He put the megaphone to his mouth
and shouted to them.

"Commanders
of the wall—to your posts.
The Argzoon come." He then relayed
specific orders based on what we had discussed a short time before.

As the commanders marched away to
take charge of their men and position them, we watched in awful fascination as
the horde approached.

Rapidly—too rapidly for us—they
began to near the walls. We saw movement from within the
city,
saw warriors taking up their posts.
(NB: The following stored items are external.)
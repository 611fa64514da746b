//! Configuration errors.

use super::error_code::{self, LevelfoldErrorCode};

/// Errors that can occur during configuration loading and validation.
#[derive(Debug, thiserror::Error)]
pub enum ConfigError {
    #[error("config file not found: {path}")]
    FileNotFound { path: String },

    #[error("config parse error in {path}: {message}")]
    ParseError { path: String, message: String },

    #[error("invalid config value for {field}: {message}")]
    InvalidValue { field: String, message: String },
}

impl LevelfoldErrorCode for ConfigError {
    fn error_code(&self) -> &'static str {
        error_code::CONFIG_ERROR
    }
}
They stood still, awaiting the first attack.

There were too few of them, I
thought—far too few!

 

 

Chapter Five
 
A DESPERATE PLAN

 

AT LEAST we held the wall against the first wave.

The whole city seemed to shake at
their onslaught. The air was ripped by their great, roaring shouts, polluted by
the stink of their incendiary bombs launched from catapults, and by the odor of
their very bodies. Flame licked here, crackled there—and the women and children
of Varnal struggled valiantly to extinguish it. The sounds of clashing steel,
of dying or victorious war-cries, the swish of missiles—blazing balls of some
pitch-like substance—as they hurtled overhead and dropped in streets and on
roofs.

Shizala and I still watched from
the balcony but I felt impatient, anxious to join the brave warriors defending
the city. Darnad had already gone to rally his men.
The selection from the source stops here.